Claims rise as bumpers weaken
The decision of some carmakers to go to weaker bumpers is jacking up repair costs, asserts the Highway Loss Data Institute (HLDI). The HLDI reports a rise in insurance-claim frequency (the number of claims for collision damage filed) between 1983-model Honda Accords and Civics, with 2 1/2-mile-an-hour bumpers, and '82-model cars with 5-mph bumpers. For the Civic the increase is 14 percent; for the Accord, 13 percent.
In contrast, according to HLDI, all other Civic-size small subcompact cars with 5-mile bumpers had a 3 percent decrease in claim frequencies.

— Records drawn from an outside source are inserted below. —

//! Simulated Walk Through a Four-Beacon Room
//!
//! Walks a receiver around a 20 m square room with a beacon in each corner
//! and prints the engine's fixes next to the true position.
//!
//! ## What You'll See
//!
//! - Fixes appear once three beacons have been heard
//! - The Kalman filters lag the receiver slightly while it moves
//! - Step integration carries the position between fixes
//!
//! ## Running the Example
//!
//! ```bash
//! cargo run --example simulated_walk
//! ```

use beaconloc_core::{
    BeaconRegistry, DeadReckoningMode, EventQueue, OrientationEvent, Point2D, PositionUpdate, PositioningConfig,
    PositioningEngine, RangeClamp, ScanEvent, SensorEvent, StepEvent, UpdateTrigger,
};
use beaconloc_core::time::{ManualClock, TimeSource};

const ROOM: &str = "\
# address,uuid,major,minor,power,x,y,color
AA:00:00:00:00:11,fda50693-a4e2-4fb1-afcf-c6eb07647825,2,1,-62,0.0,0.0,red
AA:00:00:00:00:12,fda50693-a4e2-4fb1-afcf-c6eb07647825,2,2,-62,20.0,0.0,green
AA:00:00:00:00:13,fda50693-a4e2-4fb1-afcf-c6eb07647825,2,3,-62,20.0,20.0,blue
AA:00:00:00:00:14,fda50693-a4e2-4fb1-afcf-c6eb07647825,2,4,-62,0.0,20.0,yellow
";

const EXPONENT: f32 = 2.0;
const STEP_LENGTH: f32 = 0.7;

fn rssi_at(reference: f32, distance: f32) -> i16 {
    (reference - 10.0 * EXPONENT * distance.max(0.1).log10()).round() as i16
}

fn main() {
    println!("BLE Beacon Positioning: Simulated Walk");
    println!("======================================\n");

    let registry = BeaconRegistry::parse(ROOM).expect("room metadata");
    for record in registry.iter() {
        println!("  {} at {} ({} dBm @ 1 m)", record.id, record.location, record.reference_power);
    }
    println!();

    let config = PositioningConfig::default()
        .with_dead_reckoning(DeadReckoningMode::StepIntegration { step_length: STEP_LENGTH })
        .with_range_clamp(RangeClamp::square(20.0));
    let mut engine = PositioningEngine::new(&registry, config).expect("valid config");
    let queue = EventQueue::<64>::new();

    // Walk east along y = 5, then north along x = 15
    let mut truth = Point2D::new(3.0, 5.0);
    let mut heading = 0.0f32;
    let clock = ManualClock::new(0);

    let mut print = |update: &PositionUpdate| {
        let label = match update.trigger {
            UpdateTrigger::Fix(method) => method.as_str(),
            UpdateTrigger::Step => "step",
        };
        println!("  t={:>6} ms  {:<13} fix {}", update.timestamp, label, update.position);
    };

    for step in 0..36 {
        if truth.x >= 15.0 && heading == 0.0 {
            heading = 90.0;
            println!("\n-- turning north --\n");
        }

        // Ten advertisements per beacon between steps
        for _ in 0..10 {
            for record in registry.iter() {
                let rssi = rssi_at(record.reference_power, record.location.distance_to(&truth));
                let scan = ScanEvent::new(record.address.as_str(), rssi, clock.advance(10)).expect("valid scan");
                queue.push(SensorEvent::Scan(scan));
            }
            engine.drain(&queue, &mut |_: &PositionUpdate| {});
        }

        queue.push(OrientationEvent::new(heading, 0.0, 0.0, clock.now()).into());
        queue.push(StepEvent::new(clock.advance(1)).into());
        engine.drain(&queue, &mut print);

        truth = truth.advanced(heading, STEP_LENGTH);
        if step % 6 == 5 {
            if let Some(position) = engine.position() {
                println!("  truth {}  error {:.2} m", truth, position.distance_to(&truth));
            }
        }
    }

    let stats = engine.stats();
    println!("\nScans: {}  Fixes: {}  Steps: {}", stats.scans, stats.fixes, stats.steps);
    println!("Queue drops: {}", queue.stats().dropped.load(std::sync::atomic::Ordering::Relaxed));
}
//! Positioning engine for BLE beacon indoor localization
//!
//! Turns noisy RSSI samples from beacons at known coordinates into a 2-D
//! position fix, refined with heading and step dead reckoning.
//! Designed for phones and edge devices alike.
//!
//! Key constraints:
//! - Fixed-capacity state, no heap allocation in the hot path
//! - O(1) work per event
//! - Never panics on sensor input; the worst outcome is "no fix this cycle"
//!
//! ```text
//! scan ─→ SignalSmoother ─→ DistanceModel ─→ StateEstimator ─→ DistanceMap
//!                                                                  │ (≥ 3)
//!                      orientation / steps ─→ DeadReckoningFuser ←─ PositionSolver
//!                                                   │
//!                                                   └─→ PositionUpdate
//! ```
//!
//! ```no_run
//! use beaconloc_core::{BeaconRegistry, PositioningConfig, PositioningEngine, SensorEvent, ScanEvent};
//!
//! let registry = BeaconRegistry::parse(
//!     "AA:00:00:00:00:01,fda50693-a4e2-4fb1-afcf-c6eb07647825,1,1,-62,0.0,0.0,#FF0000\n",
//! ).unwrap();
//! let mut engine = PositioningEngine::new(&registry, PositioningConfig::default()).unwrap();
//!
//! let scan = ScanEvent::new("AA:00:00:00:00:01", -65, 1_000).unwrap();
//! if let Some(update) = engine.handle(SensorEvent::Scan(scan)) {
//!     // hand update.position to the map view
//! }
//! ```

#![cfg_attr(not(feature = "std"), no_std)]
#![deny(unsafe_code)]
#![warn(missing_docs)]

#[macro_use]
mod logging;

pub mod buffer;
pub mod config;
pub mod constants;
pub mod dead_reckoning;
pub mod distance;
pub mod engine;
pub mod errors;
pub mod events;
pub mod filter;
pub mod geometry;
pub mod queue;
pub mod ranging;
pub mod registry;
pub mod smoothing;
pub mod solver;
pub mod time;

// Public API
pub use config::{FilterConfig, PositioningConfig};
pub use dead_reckoning::{DeadReckoningFuser, DeadReckoningMode, OrientationState};
pub use distance::{DistanceModel, Environment, PathLossExponent};
pub use engine::{EngineStats, PositionSink, PositionUpdate, PositioningEngine, UpdateTrigger};
pub use errors::{PositioningError, PositioningResult};
pub use events::{OrientationEvent, ScanEvent, SensorEvent, StepEvent};
pub use filter::{ControlInput, FilterKind, Initialization, StateEstimator};
pub use geometry::{Point2D, RangeClamp};
pub use queue::EventQueue;
pub use ranging::{DistanceEntry, DistanceMap};
pub use registry::{BeaconId, BeaconRecord, BeaconRegistry, DisplayColor, MacAddress, RegistryBuilder};
pub use smoothing::{SignalSmoother, SmoothingPolicy};
pub use solver::{Fix, FixMethod, FusionPolicy, PositionSolver, Range};

/// Crate version
pub const VERSION: &str = env!("CARGO_PKG_VERSION");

When the federal government backed off on the 5-mile standard on 1983-model cars, Honda, Volvo, Volkswagen, and Chrysler opted to halve bumper strength to 2 1/2 mph from 5. Even the $150,000 Aston Martin Lagonda has the weaker bumpers.
Ford, Nissan, Toyota, American Motors, BMW, Mercedes-Benz, Saab, Mazda, and Subaru continue to install 5-mile bumpers. Companies that have failed to specify the level of bumper protection are General Motors, Fiat, Porsche, and Peugeot, according to the Insurance Institute for Highway Safety, a trade group.
The squeezed-in-a-corner Volkswagen organization in the United States may soon test-market a high-luxury Vanagon as it reaches for every opportunity to sell more cars.
Known in Europe as the Carat (accent on the second syllable), the upscale vehicle is a 6-passenger van that sells for about $18,000 in Europe.
The Carat is equipped with Mercedes-Benz trim and leather-bound seats that face one another in back - a ''beauty on wheels,'' report some Americans who have driven it. It should find some kind of niche in the US.
Officially, Volkswagen of America thinks it can sell perhaps 6,000 a year, but that may be high, a VW observer says. ''Maybe 3,000,'' he suggests.
If it does find a market in the US, the Carat would shift VW into an upscale area for recreational-type vehicles.
Further, the timing may be right, given the sharp rise in RV sales over the past few months.
Four out of seven 1983-model cars flunked the Department of Transportation's latest crash test for protection against fatal or serious head injuries in 35 -mile-an-hour impacts - two subcompacts and two midsize cars. The subcompacts are the Ford EXP 2-door and Toyota Corolla 4-door; the midsize cars, Chevrolet Caprice 4-door and Dodge 600 4-door.
The crash tests are run by the National Highway Traffic Safety Administration (NHTSA). The cars travel at 35 miles an hour into a fixed barrier.
The test is designed to show how vehicles compare in providing safety-belt, dashboard, and other protection for front-seat occupants.